Exercise aim: The line containing "mod conversions;" marks the start. Return it and every later line of the listing below exactly, ending with the last one.

Supplied information:
//! Conversions from external infrastructure errors into domain errors.

mod conversions;

pub use conversions::InfraError;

Finished exercise:
mod conversions;

pub use conversions::InfraError;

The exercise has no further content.